Kehebohan terjadi. Beruntung captain dapur bersikap bijaksana sehingga situasi bisa terkendali. Setelah meminta maaf dan memberikan kompensasi kepada pelanggan, evaluasi besar dilakukan.
“Captainku tidak serta-merta menyalahkan. Dia dengan hati-hati mengajak kami semua lebih bertanggung jawab pada tugas masing-masing, agar peristiwa fatal itu tak lagi terjadi,” kenangnya.
Tapi secara khusus Krisna Dul diajak bicara. Ia mengingatkan mesti lebih berhati-hati.
Tempat kerja tak ubahnya payuk jakan, istilah bahasa Bali yang berarti periuk nasi.
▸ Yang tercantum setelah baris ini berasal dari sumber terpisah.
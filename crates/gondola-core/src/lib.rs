pub mod app_config;
pub mod config;
pub mod error;
pub mod format;
pub mod items;
pub mod list;
pub mod pricing;
pub mod sources;

pub use app_config::{AppConfig, BrowserSettings, Environment};
pub use config::{load_app_config, load_app_config_from_env};
pub use error::ConfigError;
pub use format::{format_report, format_result};
pub use items::{
    AggregateReport, ExtractedItem, SourceQueryResult, NAME_NOT_FOUND, PRICE_NOT_FOUND,
};
pub use list::{AddOutcome, ListEntry, ListError, ShoppingList};
pub use pricing::{format_brl, parse_brl, sum_prices_by_store, PriceParseError, StoreTotals};
pub use sources::{
    load_sources, parse_sources, LocatorChain, Locators, SourceConfig, SourcesFile, Timeouts,
};
//! [`Browser`] backed by a W3C WebDriver endpoint through `thirtyfour`.
//!
//! Works with chromedriver, a Selenium grid, or anything speaking the same
//! protocol. Every [`WebDriverPage`] is its own WebDriver session, so pages
//! never share cookies or navigation state.

mod page;
mod pattern;

use std::time::Duration;

use async_trait::async_trait;
use gondola_core::{AppConfig, BrowserSettings};
use thirtyfour::prelude::*;
use thirtyfour::{ChromeCapabilities, ChromiumLikeCapabilities};

use crate::driver::Browser;
use crate::error::DriverError;

pub use page::WebDriverPage;

/// Opens one WebDriver session per page.
#[derive(Debug, Clone)]
pub struct WebDriverBrowser {
    webdriver_url: String,
    session_timeout: Duration,
    args: Vec<String>,
}

impl WebDriverBrowser {
    /// Creates a browser for the WebDriver server at `webdriver_url`.
    ///
    /// `timeout_secs` bounds session creation, which includes the browser
    /// launch on the driver side.
    #[must_use]
    pub fn new(webdriver_url: &str, timeout_secs: u64, settings: &BrowserSettings) -> Self {
        let mut args = settings.args.clone();
        args.push(format!(
            "--window-size={},{}",
            settings.window_width, settings.window_height
        ));
        args.push(format!("--user-agent={}", settings.user_agent));

        Self {
            webdriver_url: webdriver_url.trim_end_matches('/').to_string(),
            session_timeout: Duration::from_secs(timeout_secs),
            args,
        }
    }

    #[must_use]
    pub fn from_config(config: &AppConfig) -> Self {
        Self::new(
            &config.webdriver_url,
            config.webdriver_timeout_secs,
            &config.browser,
        )
    }

    fn capabilities(&self) -> Result<ChromeCapabilities, DriverError> {
        let mut caps = DesiredCapabilities::chrome();
        for arg in &self.args {
            caps.add_arg(arg)?;
        }
        Ok(caps)
    }
}

#[async_trait]
impl Browser for WebDriverBrowser {
    type Page = WebDriverPage;

    async fn new_page(&self) -> Result<WebDriverPage, DriverError> {
        let caps = self.capabilities()?;
        let driver = tokio::time::timeout(
            self.session_timeout,
            WebDriver::new(self.webdriver_url.as_str(), caps),
        )
        .await
        .map_err(|_| DriverError::Timeout {
            operation: "new session".to_string(),
            timeout_ms: u64::try_from(self.session_timeout.as_millis()).unwrap_or(u64::MAX),
        })??;

        tracing::debug!(webdriver_url = %self.webdriver_url, "opened webdriver session");
        Ok(WebDriverPage::new(driver))
    }
}
//! Read command implementation

use crate::backends::BoxedPort;
use fwcfg_core::session::DeviceSession;
use std::fs::File;
use std::io::Write;
use std::path::Path;

/// Read one blob by name and write it to a file or stdout
pub fn run_read(
    session: &DeviceSession<BoxedPort>,
    name: &str,
    output: Option<&Path>,
) -> Result<(), Box<dyn std::error::Error>> {
    let payload = session.lookup_and_read(name)?;
    log::debug!("read '{}': {} bytes", name, payload.len());

    match output {
        Some(path) => {
            let mut file = File::create(path)?;
            file.write_all(&payload)?;
            println!("Wrote {} bytes to {:?}", payload.len(), path);
        }
        None => {
            // Payloads are raw bytes; write them unmangled
            std::io::stdout().write_all(&payload)?;
        }
    }
    Ok(())
}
Jika kita bisa bekerja dan bisa hidup dari sana, sudah selayaknya kita menjaga dan menghormati tempat kita bekerja.
Krisna Dul menjadikan peristiwa itu sebagai salah satu episode ujian keteguhannya untuk semakin profesional dalam bekerja.
Setelah menunggu tiga bulan, kesabarannya pun terbayar. Akhirnya, ia sudah boleh mengoperasikan mesin espresso dan menghandle derasnya pesanan kopi, terutama di pagi hari. Ia sangat menikmatinya.
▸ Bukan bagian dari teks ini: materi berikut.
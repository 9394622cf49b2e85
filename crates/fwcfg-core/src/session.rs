//! Device session lifecycle
//!
//! A session owns the register port from open to close. Opening verifies
//! the device signature, reads the interface revision, and loads the blob
//! directory; after that the session only serves reads. There is no
//! re-scan: to see new device state, close and open a fresh session.

use core::time::Duration;

use alloc::boxed::Box;
use alloc::vec::Vec;

use log::{debug, info};

use crate::catalog::{DirectoryCatalog, DirectoryEntry};
use crate::error::{Error, Result};
use crate::guard::AccessGuard;
use crate::keys;
use crate::lock::PlatformLock;
use crate::port::SelectorPort;
use crate::reader::BlobReader;

/// One attached firmware-configuration device, ready for blob reads.
///
/// The catalog is immutable after open, so lookups are lock-free; only
/// the hardware transactions behind [`lookup_and_read`] serialize.
///
/// [`lookup_and_read`]: DeviceSession::lookup_and_read
pub struct DeviceSession<P: SelectorPort> {
    guard: AccessGuard<P>,
    catalog: DirectoryCatalog,
    revision: u32,
}

impl<P: SelectorPort> DeviceSession<P> {
    /// Attach to the device behind `port`.
    ///
    /// The caller must have reserved the register region exclusively
    /// before this call; `platform` coordinates with firmware agents
    /// outside the process (pass [`NoPlatformLock`] where the platform
    /// has none). Fails with [`Error::DeviceNotPresent`] when the
    /// signature blob does not read back as `"QEMU"`; the port is
    /// dropped, which returns the region to its owner.
    ///
    /// [`NoPlatformLock`]: crate::lock::NoPlatformLock
    pub fn open(
        port: P,
        platform: Box<dyn PlatformLock + Send + Sync>,
        lock_timeout: Duration,
    ) -> Result<Self> {
        let guard = AccessGuard::new(port, platform, lock_timeout);
        let reader = BlobReader::new(&guard);

        let mut signature = [0u8; 4];
        reader.read_blob(keys::SIGNATURE, 0, &mut signature)?;
        if signature != keys::SIGNATURE_MAGIC {
            debug!(
                "signature mismatch: got {:02x?}, want {:02x?}",
                signature,
                keys::SIGNATURE_MAGIC
            );
            return Err(Error::DeviceNotPresent);
        }

        let mut id = [0u8; 4];
        reader.read_blob(keys::INTERFACE_ID, 0, &mut id)?;
        let revision = u32::from_le_bytes(id);

        let catalog = DirectoryCatalog::load(&reader)?;
        info!(
            "firmware config device ready: revision {}, {} blobs",
            revision,
            catalog.len()
        );

        Ok(Self {
            guard,
            catalog,
            revision,
        })
    }

    /// Interface revision the device reported at open.
    pub fn revision(&self) -> u32 {
        self.revision
    }

    /// The directory loaded at open.
    pub fn catalog(&self) -> &DirectoryCatalog {
        &self.catalog
    }

    /// Retrieve the blob named `name`.
    ///
    /// Returns [`Error::NotFound`] without touching the registers when
    /// the name is absent. A present entry of size 0 yields an empty
    /// buffer, not an error. The payload is returned uninterpreted.
    pub fn lookup_and_read(&self, name: &str) -> Result<Vec<u8>> {
        let entry = self.catalog.lookup(name).ok_or(Error::NotFound)?;
        self.read_entry(entry)
    }

    /// Retrieve the payload for a directory entry.
    ///
    /// Reads exactly the declared size from offset 0 in one transaction.
    pub fn read_entry(&self, entry: &DirectoryEntry) -> Result<Vec<u8>> {
        let size = entry.size() as usize;
        let mut payload = Vec::new();
        payload
            .try_reserve_exact(size)
            .map_err(|_| Error::AllocationFailure)?;
        payload.resize(size, 0);

        let reader = BlobReader::new(&self.guard);
        reader.read_blob(entry.select(), 0, &mut payload)?;
        Ok(payload)
    }

    /// Detach from the device and hand the port back to the caller.
    ///
    /// Dropping the session has the same effect, minus the returned
    /// port. A closed session cannot be reopened; construct a new one.
    pub fn close(self) -> P {
        self.guard.into_port()
    }
}

#[cfg(test)]
mod tests {
    use super::*;
    use crate::lock::NoPlatformLock;
    use crate::testutil::{encode_directory, MockDevice, Op, OpLog};
    use std::sync::Arc;
    use std::thread;

    const LOCK_TIMEOUT: Duration = Duration::from_secs(1);

    fn device_with_files(files: &[(&str, &[u8])]) -> (MockDevice, OpLog) {
        let mut blobs: Vec<(u16, Vec<u8>)> = alloc::vec![
            (keys::SIGNATURE, keys::SIGNATURE_MAGIC.to_vec()),
            (keys::INTERFACE_ID, 3u32.to_le_bytes().to_vec()),
        ];
        let mut records = Vec::new();
        for (index, (name, data)) in files.iter().enumerate() {
            let select = keys::FILE_FIRST + index as u16;
            records.push((*name, data.len() as u32, select));
            blobs.push((select, data.to_vec()));
        }
        blobs.push((keys::FILE_DIR, encode_directory(&records)));
        MockDevice::new(&blobs)
    }

    #[test]
    fn open_checks_signature_and_loads_directory() {
        let (device, _log) = device_with_files(&[("bootorder", b"/pci@0/sda")]);
        let session = DeviceSession::open(device, Box::new(NoPlatformLock), LOCK_TIMEOUT).unwrap();
        assert_eq!(session.revision(), 3);
        assert_eq!(session.catalog().len(), 1);
    }

    #[test]
    fn open_rejects_wrong_signature() {
        let (device, log) = MockDevice::new(&[(keys::SIGNATURE, b"KVM1".to_vec())]);
        let result = DeviceSession::open(device, Box::new(NoPlatformLock), LOCK_TIMEOUT);
        assert!(matches!(result, Err(Error::DeviceNotPresent)));
        // Exactly one transaction ran: the signature probe
        let ops = log.lock().unwrap();
        assert_eq!(ops[0], Op::Select(keys::SIGNATURE));
        assert_eq!(ops.len(), 5);
    }

    #[test]
    fn lookup_and_read_returns_declared_size() {
        let payload = b"uncompressed "; // 13 bytes
        let (device, _log) =
            device_with_files(&[("opt/test/a", payload), ("opt/test/b", b"")]);
        let session = DeviceSession::open(device, Box::new(NoPlatformLock), LOCK_TIMEOUT).unwrap();

        let a = session.lookup_and_read("opt/test/a").unwrap();
        assert_eq!(a, payload);

        let b = session.lookup_and_read("opt/test/b").unwrap();
        assert!(b.is_empty());

        assert!(matches!(
            session.lookup_and_read("missing"),
            Err(Error::NotFound)
        ));
    }

    #[test]
    fn not_found_does_not_touch_registers() {
        let (device, log) = device_with_files(&[("present", b"x")]);
        let session = DeviceSession::open(device, Box::new(NoPlatformLock), LOCK_TIMEOUT).unwrap();

        let ops_after_open = log.lock().unwrap().len();
        assert!(matches!(
            session.lookup_and_read("absent"),
            Err(Error::NotFound)
        ));
        assert_eq!(log.lock().unwrap().len(), ops_after_open);
    }

    #[test]
    fn close_returns_the_port() {
        let (device, _log) = device_with_files(&[]);
        let session = DeviceSession::open(device, Box::new(NoPlatformLock), LOCK_TIMEOUT).unwrap();
        let mut port = session.close();
        // The port is usable again by its owner
        port.write_selector(keys::SIGNATURE);
        assert_eq!(port.read_byte(), b'Q');
    }

    #[test]
    fn concurrent_reads_never_interleave_transactions() {
        let big: Vec<u8> = (0..2048u32).map(|i| i as u8).collect();
        let small: Vec<u8> = (0..97u32).map(|i| (i * 3) as u8).collect();
        let (device, log) =
            device_with_files(&[("blob/big", &big), ("blob/small", &small)]);
        let session = Arc::new(
            DeviceSession::open(device, Box::new(NoPlatformLock), LOCK_TIMEOUT).unwrap(),
        );

        let open_ops = log.lock().unwrap().len();

        let mut workers = Vec::new();
        for name in ["blob/big", "blob/small"] {
            let session = Arc::clone(&session);
            workers.push(thread::spawn(move || {
                for _ in 0..20 {
                    session.lookup_and_read(name).unwrap();
                }
            }));
        }
        for worker in workers {
            worker.join().unwrap();
        }

        // Payloads survived the contention untouched
        assert_eq!(session.lookup_and_read("blob/big").unwrap(), big);
        assert_eq!(session.lookup_and_read("blob/small").unwrap(), small);

        // Every select is followed by exactly the reads of its own
        // transaction before the next select appears
        let ops = log.lock().unwrap();
        let mut index = open_ops;
        while index < ops.len() {
            let key = match ops[index] {
                Op::Select(key) => key,
                Op::Read(_) => panic!("read outside a transaction at {}", index),
            };
            let expected = if key == 0x20 { big.len() } else { small.len() };
            for offset in 1..=expected {
                assert_eq!(
                    ops[index + offset],
                    Op::Read(key),
                    "transaction for key {:#x} interleaved at {}",
                    key,
                    index + offset
                );
            }
            index += 1 + expected;
        }
    }
}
Suasana café berangsur santai. Sekira pukul 10 pagi, Krisna Dul sudah bisa sedikit meregangkan jemari dan merileksasi otot-otot yang menegang.
Saat sudah tak ada lagi pesanan kopi, ia mulai berkeliling ke bagian bar juice, kitchen, dan bar cocktail, untuk memastikan semua yang di sana berjalan lancar. Ia mesti sigap jika ada problem yang mesti segera diatasi.
Sejurus kemudian, ia beringsut ke ruang sebelah, membuka laptop, dan memantau jumlah penjualan dan stock bahan di data storage. Kemudian ia membuat catatan apa saja yang perlu dia request ke bagian gudang siang nanti.
Begitulah Krisna Dul, yang kini menjadi senior barista di Suka Espresso Café. Tak melulu sekadar membuat kopi, tapi juga punya tanggung jawab memastikan seluruh tim bekerja baik.
Jika melihat lagi ke belakang, perjalanan menjadi barista penuh lika-liku dan tidak selalu mulus. Terkadang terpaksa dihentikan oleh keadaan. Tapi selama ia masih berusaha terus bergerak, maka selalu ada jalan yang terbuka.
Ia menyadari, profesi barista tidak sekadar menyajikan latte art coffee dan merasa sudah cukup sampai di situ. Tapi mesti benar-benar punya pengetahuan yang utuh tentang produk kopinya, sehingga bisa lebih baik dalam mengkomunikasikan produknya kepada konsumen.
“Saya ingin lebih mendalami skills coffee sensory dan roastery,” ujarnya, menceritakan rencananya.
Krisna Dul konsekuen dengan pilihan profesinya. Kini, ia mulai menata rencana ke depan. Pemuda yang baru saja mengakhiri masa lajangnya dengan menikahi perempuan bernama Ersa Mayuni ini, ingin mengupgrade skillsnya.
Terus bergerak mengikuti irama semesta yang telah mengajaknya berjalan sejauh ini. Ayunan langkahnya semakin tegas dan pasti. Karena semesta tak ingin ia menjauh dari dunia kopi.